The girl shrugged. “Nobody comes to visit in a town the size of Bischoff without word getting around.”
“I guess not. Come on in.”
“I can’t stay,” she said, setting the basket of pears down on the counter. “I brought these over for your uncle.”
“They look good.”
“They are. We’ve got a tree out in back, and it always has a lot more fruit than we can eat.”
“Well, thanks. Do you want to go up and see my Uncle Bob?”
“No, I don’t want to bother him. How is he?”
“He’s … gee, I don’t know, I just got here. He’s not moving around much, but his mind seems OK.”
“That’s a blessing anyway. Well, nice meeting you, Kyle.” She turned and started out the door.
“Marianne … wait a minute.”
She turned and looked at him expectantly. Kyle felt the stirring in his crotch again. He said, “Uh, would you like a beer? Or something?”
“Can’t. I’ve got to get back to work.”
“Where do you work?”
“The New Emporium. That’s our department store. At least until Walmart moves in.”
“I saw it when I got off the bus.”
“You couldn’t miss it. My father’s the manager. I’m just working there for the summer.”
“What happens in the fall?”
“That depends.

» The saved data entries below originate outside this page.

use thiserror::Error;

pub type Result<T> = core::result::Result<T, Error>;

#[derive(Debug, Error)]
pub enum Error {
    #[error("The selector you are trying to scrape for is missing. Selector: {0}")]
    ParseMissingSelector(String),

    #[error("Table has no header cells")]
    ParseEmptyHeader,

    #[error("HTTP status {status} for {url}")]
    HttpStatus { status: u16, url: String },
    #[error("Gave up on {url} after {attempts} attempts, last failure: {last}")]
    RetriesExhausted {
        attempts: u32,
        url: String,
        last: String,
    },
    #[error("Invalid request header: {0}")]
    InvalidHeader(String),

    #[error("Io Error: {0}")]
    Io(#[from] std::io::Error),

    #[error("Csv Error: {0}")]
    Csv(#[from] csv::Error),

    #[error("Tokio Join Error, couldn't await a task! {0}")]
    RuntimeJoin(#[from] tokio::task::JoinError),

    #[error("Reqwest Error: {0}")]
    Reqwest(#[from] reqwest::Error),
}

impl Error {
    /// True for the failures a page fetch ends with: a non-retryable status
    /// or a used-up retry budget.
    pub fn is_fetch_failure(&self) -> bool {
        matches!(self, Error::HttpStatus { .. } | Error::RetriesExhausted { .. })
    }
}
use std::path::{Path, PathBuf};
use std::time::Duration;

use rand::Rng;

use crate::season::SeasonRange;
use crate::{
    BACKOFF_FACTOR_SECS, ERROR_COOLDOWN, FIRST_SEASON, FIXED_HEADERS, HOST, INITIAL_PAUSE,
    LAST_SEASON, LOG_PATH, MAX_RETRIES, MAX_RETRY_AFTER_SECS, OUTPUT_DIR, REQUEST_TIMEOUT_SECS,
    RETRY_STATUSES, SEASON_PAUSE, TABLE_PAUSE, USER_AGENTS,
};

/// Randomised pause, bounds in seconds.
#[derive(Debug, Clone, Copy, PartialEq)]
pub struct Pause {
    pub min_secs: f64,
    pub max_secs: f64,
}

impl Pause {
    pub const NONE: Pause = Pause {
        min_secs: 0.0,
        max_secs: 0.0,
    };

    pub fn new(min_secs: f64, max_secs: f64) -> Self {
        Self { min_secs, max_secs }
    }

    pub fn pick(&self) -> Duration {
        let (lo, hi) = (self.min_secs.max(0.0), self.max_secs.max(0.0));
        if hi <= lo {
            return Duration::from_secs_f64(lo);
        }
        Duration::from_secs_f64(rand::thread_rng().gen_range(lo..=hi))
    }

    pub async fn sleep(&self) {
        let wait = self.pick();
        if !wait.is_zero() {
            tokio::time::sleep(wait).await;
        }
    }
}

impl From<(f64, f64)> for Pause {
    fn from((min_secs, max_secs): (f64, f64)) -> Self {
        Self::new(min_secs, max_secs)
    }
}

#[derive(Debug, Clone, Copy, PartialEq, Eq)]
pub enum PauseKind {
    /// Before the first request of a run.
    Initial,
    /// After each table of a season.
    Table,
    /// Between seasons.
    Season,
    /// After an unexpected failure while processing a season.
    ErrorCooldown,
}

#[derive(Debug, Clone, PartialEq)]
pub struct Pacing {
    pub initial: Pause,
    pub table: Pause,
    pub season: Pause,
    pub error_cooldown: Pause,
}

impl Pacing {
    pub fn none() -> Self {
        Self {
            initial: Pause::NONE,
            table: Pause::NONE,
            season: Pause::NONE,
            error_cooldown: Pause::NONE,
        }
    }

    pub fn get(&self, kind: PauseKind) -> Pause {
        match kind {
            PauseKind::Initial => self.initial,
            PauseKind::Table => self.table,
            PauseKind::Season => self.season,
            PauseKind::ErrorCooldown => self.error_cooldown,
        }
    }
}

impl Default for Pacing {
    fn default() -> Self {
        Self {
            initial: INITIAL_PAUSE.into(),
            table: TABLE_PAUSE.into(),
            season: SEASON_PAUSE.into(),
            error_cooldown: ERROR_COOLDOWN.into(),
        }
    }
}

#[derive(Debug, Clone, PartialEq)]
pub struct RetryPolicy {
    /// Retries after the first attempt.
    pub max_retries: u32,
    pub backoff_factor: Duration,
    pub retry_statuses: Vec<u16>,
    pub timeout: Duration,
    /// Cap on how long a server-sent `Retry-After` can hold a retry back.
    pub max_retry_after: Duration,
}

impl RetryPolicy {
    pub fn is_retryable(&self, status: u16) -> bool {
        self.retry_statuses.contains(&status)
    }

    /// Wait before retry number `retry` (1-based): factor * 2^(retry - 1).
    pub fn backoff(&self, retry: u32) -> Duration {
        let exp = retry.saturating_sub(1).min(16);
        self.backoff_factor.saturating_mul(1 << exp)
    }

    /// The longer of the backoff and the (capped) `Retry-After`.
    pub fn wait_before(&self, retry: u32, retry_after: Option<Duration>) -> Duration {
        let backoff = self.backoff(retry);
        match retry_after {
            Some(asked) => backoff.max(asked.min(self.max_retry_after)),
            None => backoff,
        }
    }
}

impl Default for RetryPolicy {
    fn default() -> Self {
        Self {
            max_retries: MAX_RETRIES,
            backoff_factor: Duration::from_secs_f64(BACKOFF_FACTOR_SECS),
            retry_statuses: RETRY_STATUSES.to_vec(),
            timeout: Duration::from_secs(REQUEST_TIMEOUT_SECS),
            max_retry_after: Duration::from_secs(MAX_RETRY_AFTER_SECS),
        }
    }
}

/// Everything a run needs, fixed before the first season is touched.
#[derive(Debug, Clone)]
pub struct HarvestConfig {
    pub host: String,
    pub seasons: SeasonRange,
    pub output_dir: PathBuf,
    pub log_path: PathBuf,
    pub retry: RetryPolicy,
    pub pacing: Pacing,
    pub user_agents: Vec<String>,
    pub headers: Vec<(String, String)>,
}

impl Default for HarvestConfig {
    fn default() -> Self {
        Self {
            host: HOST.to_string(),
            seasons: SeasonRange::new(FIRST_SEASON, LAST_SEASON),
            output_dir: PathBuf::from(OUTPUT_DIR),
            log_path: PathBuf::from(LOG_PATH),
            retry: RetryPolicy::default(),
            pacing: Pacing::default(),
            user_agents: USER_AGENTS.iter().map(|ua| ua.to_string()).collect(),
            headers: FIXED_HEADERS
                .iter()
                .map(|(k, v)| (k.to_string(), v.to_string()))
                .collect(),
        }
    }
}

impl HarvestConfig {
    pub fn with_host(mut self, host: impl Into<String>) -> Self {
        self.host = host.into();
        self
    }

    pub fn with_seasons(mut self, first: u16, last: u16) -> Self {
        self.seasons = SeasonRange::new(first, last);
        self
    }

    pub fn with_output_dir(mut self, dir: impl AsRef<Path>) -> Self {
        self.output_dir = dir.as_ref().to_path_buf();
        self
    }

    pub fn with_log_path(mut self, path: impl AsRef<Path>) -> Self {
        self.log_path = path.as_ref().to_path_buf();
        self
    }

    pub fn with_retry(mut self, retry: RetryPolicy) -> Self {
        self.retry = retry;
        self
    }

    pub fn with_pacing(mut self, pacing: Pacing) -> Self {
        self.pacing = pacing;
        self
    }

    /// Picks the session's user agent. `None` when the pool is empty.
    pub fn pick_user_agent(&self) -> Option<&str> {
        if self.user_agents.is_empty() {
            return None;
        }
        let idx = rand::thread_rng().gen_range(0..self.user_agents.len());
        Some(self.user_agents[idx].as_str())
    }
}
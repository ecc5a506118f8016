use tracing_subscriber::{fmt, prelude::*, EnvFilter};

/// Installs the console subscriber. `RUST_LOG` overrides the default
/// `fbref_harvest=info` filter.
pub fn init_logging() {
    let filter = EnvFilter::try_from_default_env()
        .unwrap_or_else(|_| EnvFilter::new("fbref_harvest=info"));

    // A second init (tests, embedding) keeps the first subscriber.
    let _ = tracing_subscriber::registry()
        .with(filter)
        .with(fmt::layer().with_writer(std::io::stdout).with_target(false))
        .try_init();
}
//! FBREF SEASON HARVESTER
//! Pulls the Premier League squad tables for every configured season,
//! one page per season, and keeps the CSVs on disk so re-runs resume.

mod error;
mod macros;

pub mod config;
pub mod logging;
pub mod parse;
pub mod process;
pub mod request;
pub mod season;
pub mod store;
pub mod tables;

pub use error::{Error, Result};

pub const HOST: &str = "https://fbref.com";
pub const FIRST_SEASON: u16 = 2000;
/// Inclusive.
pub const LAST_SEASON: u16 = 2025;
pub const OUTPUT_DIR: &str = "data/raw";
pub const LOG_PATH: &str = "data/fbref_scrape_log.csv";

pub const MAX_RETRIES: u32 = 3;
pub const BACKOFF_FACTOR_SECS: f64 = 10.0;
pub const RETRY_STATUSES: [u16; 5] = [429, 500, 502, 503, 504];
pub const REQUEST_TIMEOUT_SECS: u64 = 15;
pub const MAX_RETRY_AFTER_SECS: u64 = 120;

/// Pause bounds in seconds.
pub const INITIAL_PAUSE: (f64, f64) = (10.0, 20.0);
pub const TABLE_PAUSE: (f64, f64) = (4.0, 7.0);
pub const SEASON_PAUSE: (f64, f64) = (5.0, 10.0);
pub const ERROR_COOLDOWN: (f64, f64) = (60.0, 90.0);

pub const USER_AGENTS: [&str; 3] = [
    "Mozilla/5.0 (Macintosh; Intel Mac OS X 10_15_7) AppleWebKit/605.1.15 (KHTML, like Gecko) Version/15.1 Safari/605.1.15",
    "Mozilla/5.0 (Windows NT 10.0; Win64; x64) AppleWebKit/537.36 (KHTML, like Gecko) Chrome/117.0.0.0 Safari/537.36",
    "Mozilla/5.0 (X11; Linux x86_64) AppleWebKit/537.36 (KHTML, like Gecko) Chrome/117.0.0.0 Safari/537.36",
];

pub const FIXED_HEADERS: [(&str, &str); 3] = [
    ("Referer", "https://fbref.com/en/comps/9/Premier-League-Stats"),
    ("Accept-Language", "en-US,en;q=0.9"),
    (
        "Accept",
        "text/html,application/xhtml+xml,application/xml;q=0.9,*/*;q=0.8",
    ),
];
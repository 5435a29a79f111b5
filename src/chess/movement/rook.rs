//! Rooks slide along rows and columns through empty squares.

use crate::chess::board::Board;
use crate::chess::core::{Piece, Position};
use crate::chess::movement::{is_empty_or_enemy, is_path_clear};

pub(super) fn is_valid_move(rook: &Piece, target: Position, board: &Board) -> bool {
    let (rows, cols) = rook.position().delta(target);
    (rows == 0 || cols == 0)
        && is_path_clear(board, rook.position(), target)
        && is_empty_or_enemy(board, rook, target)
}
//! Square-centric (mailbox) storage of the pieces. The [`Board`] knows nothing
//! about the rules: legality lives in [`crate::chess::movement`].

use std::fmt::{self, Write};

use anyhow::bail;

use crate::chess::core::{Piece, PieceKind, Player, Position, BOARD_SIZE, BOARD_WIDTH};

/// 8x8 grid holding at most one piece per square.
///
/// Every piece stored on the board carries its own square in
/// [`Piece::position`]; [`Board::set`] is the only way to put a piece on the
/// board and it keeps the two in sync.
#[derive(Clone, PartialEq, Eq)]
pub struct Board {
    squares: [Option<Piece>; BOARD_SIZE as usize],
}

const BACKRANK: [PieceKind; BOARD_WIDTH as usize] = [
    PieceKind::Rook,
    PieceKind::Knight,
    PieceKind::Bishop,
    PieceKind::Queen,
    PieceKind::King,
    PieceKind::Bishop,
    PieceKind::Knight,
    PieceKind::Rook,
];

impl Board {
    /// Creates a board without any pieces.
    #[must_use]
    pub const fn empty() -> Self {
        Self {
            squares: [None; BOARD_SIZE as usize],
        }
    }

    /// Creates the board with the standard 32-piece starting layout.
    #[must_use]
    pub fn starting() -> Self {
        let mut board = Self::empty();
        board.reset_to_standard_layout();
        board
    }

    /// Clears the board and places the standard 32 pieces.
    pub fn reset_to_standard_layout(&mut self) {
        self.clear();
        for player in [Player::White, Player::Black] {
            for (col, kind) in (0..BOARD_WIDTH).zip(BACKRANK) {
                self.place(player, kind, player.backrank(), col);
                self.place(player, PieceKind::Pawn, player.pawns_starting(), col);
            }
        }
    }

    fn place(&mut self, owner: Player, kind: PieceKind, row: u8, col: u8) {
        let position = Position::from_index(row * BOARD_WIDTH + col);
        let _ = self.set(position, Piece::new(owner, kind, position));
    }

    /// Clears the board, then places given pieces on the requested squares.
    /// Used for tests and puzzle positions.
    ///
    /// # Errors
    ///
    /// If the same square is listed twice.
    pub fn load_custom(&mut self, pieces: &[(Piece, Position)]) -> anyhow::Result<()> {
        self.clear();
        for (piece, position) in pieces {
            if let Some(occupant) = self.set(*position, *piece) {
                bail!("square {position} is listed twice: {occupant} and {piece}");
            }
        }
        Ok(())
    }

    fn clear(&mut self) {
        self.squares = [None; BOARD_SIZE as usize];
    }

    /// Returns the piece standing on the square, if any.
    #[must_use]
    pub const fn get(&self, position: Position) -> Option<Piece> {
        self.squares[position.index()]
    }

    /// Returns true if nothing stands on the square.
    #[must_use]
    pub const fn is_empty(&self, position: Position) -> bool {
        self.get(position).is_none()
    }

    /// Puts the piece on the square and updates the piece's own position.
    /// Returns the previous occupant of the square (which is no longer on the
    /// board).
    pub fn set(&mut self, position: Position, mut piece: Piece) -> Option<Piece> {
        piece.position = position;
        self.squares[position.index()].replace(piece)
    }

    /// Puts the previous contents back into the square, whatever they were.
    pub(super) fn restore(&mut self, position: Position, occupant: Option<Piece>) {
        debug_assert!(occupant.map_or(true, |piece| piece.position == position));
        self.squares[position.index()] = occupant;
    }

    /// Takes the piece off the square.
    pub fn remove(&mut self, position: Position) -> Option<Piece> {
        self.squares[position.index()].take()
    }

    /// Finds the square of the given player's king.
    ///
    /// # Errors
    ///
    /// The board is expected to hold exactly one king of the given color.
    /// Anything else is a setup error, not a game situation.
    pub fn find_king(&self, player: Player) -> anyhow::Result<Position> {
        let mut kings = self
            .pieces(player)
            .filter(|piece| piece.kind == PieceKind::King)
            .map(|piece| piece.position);
        match (kings.next(), kings.count()) {
            (Some(king), 0) => Ok(king),
            (None, _) => bail!("expected 1 {} king, got 0", player_name(player)),
            (Some(_), extra) => bail!("expected 1 {} king, got {}", player_name(player), extra + 1),
        }
    }

    /// Iterates over every piece on the board.
    pub fn all_pieces(&self) -> impl Iterator<Item = Piece> + '_ {
        self.squares.iter().flatten().copied()
    }

    /// Iterates over the pieces of one player.
    pub fn pieces(&self, player: Player) -> impl Iterator<Item = Piece> + '_ {
        self.all_pieces().filter(move |piece| piece.owner == player)
    }
}

fn player_name(player: Player) -> &'static str {
    match player {
        Player::White => "white",
        Player::Black => "black",
    }
}

impl Default for Board {
    fn default() -> Self {
        Self::starting()
    }
}

impl fmt::Display for Board {
    /// Draws the board from White's side: rank labels on the left, file
    /// labels below, FEN symbols for pieces and '.' for empty squares.
    fn fmt(&self, f: &mut fmt::Formatter<'_>) -> fmt::Result {
        for row in 0..BOARD_WIDTH {
            write!(f, "{} ", BOARD_WIDTH - row)?;
            for col in 0..BOARD_WIDTH {
                match self.get(Position::from_index(row * BOARD_WIDTH + col)) {
                    Some(piece) => write!(f, "{piece}"),
                    None => f.write_char('.'),
                }?;
                if col != BOARD_WIDTH - 1 {
                    f.write_str(SQUARE_SEPARATOR)?;
                }
            }
            f.write_str(LINE_SEPARATOR)?;
        }
        f.write_str("  a b c d e f g h")
    }
}

impl fmt::Debug for Board {
    fn fmt(&self, f: &mut fmt::Formatter<'_>) -> fmt::Result {
        fmt::Display::fmt(self, f)
    }
}

const LINE_SEPARATOR: &str = "\n";
const SQUARE_SEPARATOR: &str = " ";
//! Text driver for the rules engine: reads moves and commands from stdin and
//! prints the results to stdout. Logs go to stderr and are controlled by
//! `RUST_LOG`.

use std::io::{self, BufRead, Write};

use anyhow::{bail, Context};
use chessmate::chess::core::Position;
use chessmate::chess::service::{GameStatus, MoveService};
use clap::Parser;

#[derive(Parser, Debug)]
#[command(version, about, long_about = None)]
struct Args {
    /// Do not print the version banner on startup.
    #[arg(short, long)]
    quiet: bool,
    /// Comma-separated moves to play before reading stdin, e.g. "e2e4,e7e5".
    #[arg(long, value_delimiter = ',')]
    moves: Vec<String>,
}

enum Command {
    Move(Position, Position),
    Display,
    Moves,
    Log,
    Status,
    Reset,
    Quit,
}

fn parse_command(line: &str) -> anyhow::Result<Command> {
    let command = match line {
        "d" => Command::Display,
        "moves" => Command::Moves,
        "log" => Command::Log,
        "status" => Command::Status,
        "reset" => Command::Reset,
        "quit" | "exit" => Command::Quit,
        _ => {
            let (from, to) = parse_move(line)?;
            Command::Move(from, to)
        },
    };
    Ok(command)
}

/// Accepts "e2e4" and "e2 e4".
fn parse_move(input: &str) -> anyhow::Result<(Position, Position)> {
    let squares: String = input.split_whitespace().collect();
    if squares.len() != 4 || !squares.is_ascii() {
        bail!("unknown command or move: '{input}'");
    }
    let (from, to) = squares.split_at(2);
    let from = Position::try_from(from).with_context(|| format!("parsing move '{input}'"))?;
    let to = Position::try_from(to).with_context(|| format!("parsing move '{input}'"))?;
    Ok((from, to))
}

fn play(game: &mut MoveService, from: Position, to: Position) -> anyhow::Result<()> {
    if game.try_move(from, to)? {
        println!("ok {from}{to}");
        match game.status()? {
            GameStatus::Ongoing => {},
            status => println!("{} {status}", game.current_player()),
        }
    } else {
        println!("illegal {from}{to}");
    }
    Ok(())
}

fn run(args: &Args) -> anyhow::Result<()> {
    let mut game = MoveService::new();
    for notation in &args.moves {
        let (from, to) = parse_move(notation)?;
        if !game.try_move(from, to)? {
            bail!("move '{notation}' from --moves is illegal");
        }
    }

    let stdin = io::stdin();
    for line in stdin.lock().lines() {
        let line = line?;
        let line = line.trim();
        if line.is_empty() {
            continue;
        }
        let command = match parse_command(line) {
            Ok(command) => command,
            Err(e) => {
                println!("error: {e:#}");
                continue;
            },
        };
        match command {
            Command::Move(from, to) => play(&mut game, from, to)?,
            Command::Display => println!("{:?}", game.context().board),
            Command::Moves => {
                let moves = game.legal_moves()?;
                let moves: Vec<_> = moves.iter().map(|(from, to)| format!("{from}{to}")).collect();
                println!("{}", moves.join(" "));
            },
            Command::Log => {
                for (index, entry) in game.move_log().iter().enumerate() {
                    println!("{}. {entry}", index + 1);
                }
            },
            Command::Status => println!("{} to move: {}", game.current_player(), game.status()?),
            Command::Reset => game.reset(),
            Command::Quit => break,
        }
        io::stdout().flush()?;
    }
    Ok(())
}

fn main() -> anyhow::Result<()> {
    let args = Args::parse();
    env_logger::Builder::from_env(env_logger::Env::default().default_filter_or("warn"))
        .target(env_logger::Target::Stderr)
        .init();

    if !args.quiet {
        chessmate::print_engine_info();
        chessmate::print_binary_info();
    }
    run(&args)
}
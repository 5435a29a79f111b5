//! Queens move like a rook or a bishop.

use crate::chess::board::Board;
use crate::chess::core::{Piece, Position};
use crate::chess::movement::{bishop, rook};

pub(super) fn is_valid_move(queen: &Piece, target: Position, board: &Board) -> bool {
    rook::is_valid_move(queen, target, board) || bishop::is_valid_move(queen, target, board)
}
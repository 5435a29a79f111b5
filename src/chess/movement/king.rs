//! Kings step one square in any direction but never onto a square the
//! opponent threatens. Castling is recognized and rejected.

use crate::chess::context::GameContext;
use crate::chess::core::{Piece, Position};
use crate::chess::movement::is_empty_or_enemy;

pub(super) fn is_valid_move(king: &Piece, target: Position, context: &GameContext) -> bool {
    let (rows, cols) = king.position().delta(target);
    if rows == 0 && cols.abs() == 2 {
        log::debug!(
            "{} king attempted to castle from {} to {target}, castling is not supported",
            king.owner,
            king.position()
        );
        return false;
    }
    rows.abs() <= 1
        && cols.abs() <= 1
        && is_empty_or_enemy(&context.board, king, target)
        && !context.state.attacks(king.owner.opponent()).contains(target)
}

Daddy wants me to go to college. Carney, your cousin, wants to get married. I haven’t really made up my mind.”
“You and Carney are … that serious?”
Marianne absently touched her ring finger. “There’s nothing official. We’ve been more or less going together ever since I can remember. A lot of people take it for granted we’ll get married.”
“Including Carney?”
“I guess so. I haven’t seen him for nine months.”
“Do you think he’d object to you doing something with me? I mean it’s all in the family.”
Marianne cocked her head and looked at him from an angle. “What did you have in mind?”
“I don’t know. Going out. What is there to do around here for fun?”
“Quite a lot, as a matter of fact. I guess it depends on your idea of fun. But to answer your first question, yes, I think Carney might very well object.”
“Well, then — ”
“But he doesn’t make my decisions for me.”
“That’s good. Will you think about it?”
“Maybe.” Marianne gave her fine head of hair a shake and went out the door. “See you.”
Kyle watched from the kitchen window as the girl swung across the lawn, got into a red Mustang, and drove back out the dirt roadway. He grinned for the first time since leaving Los Angeles.
Just maybe this wouldn’t be such a rotten summer after all.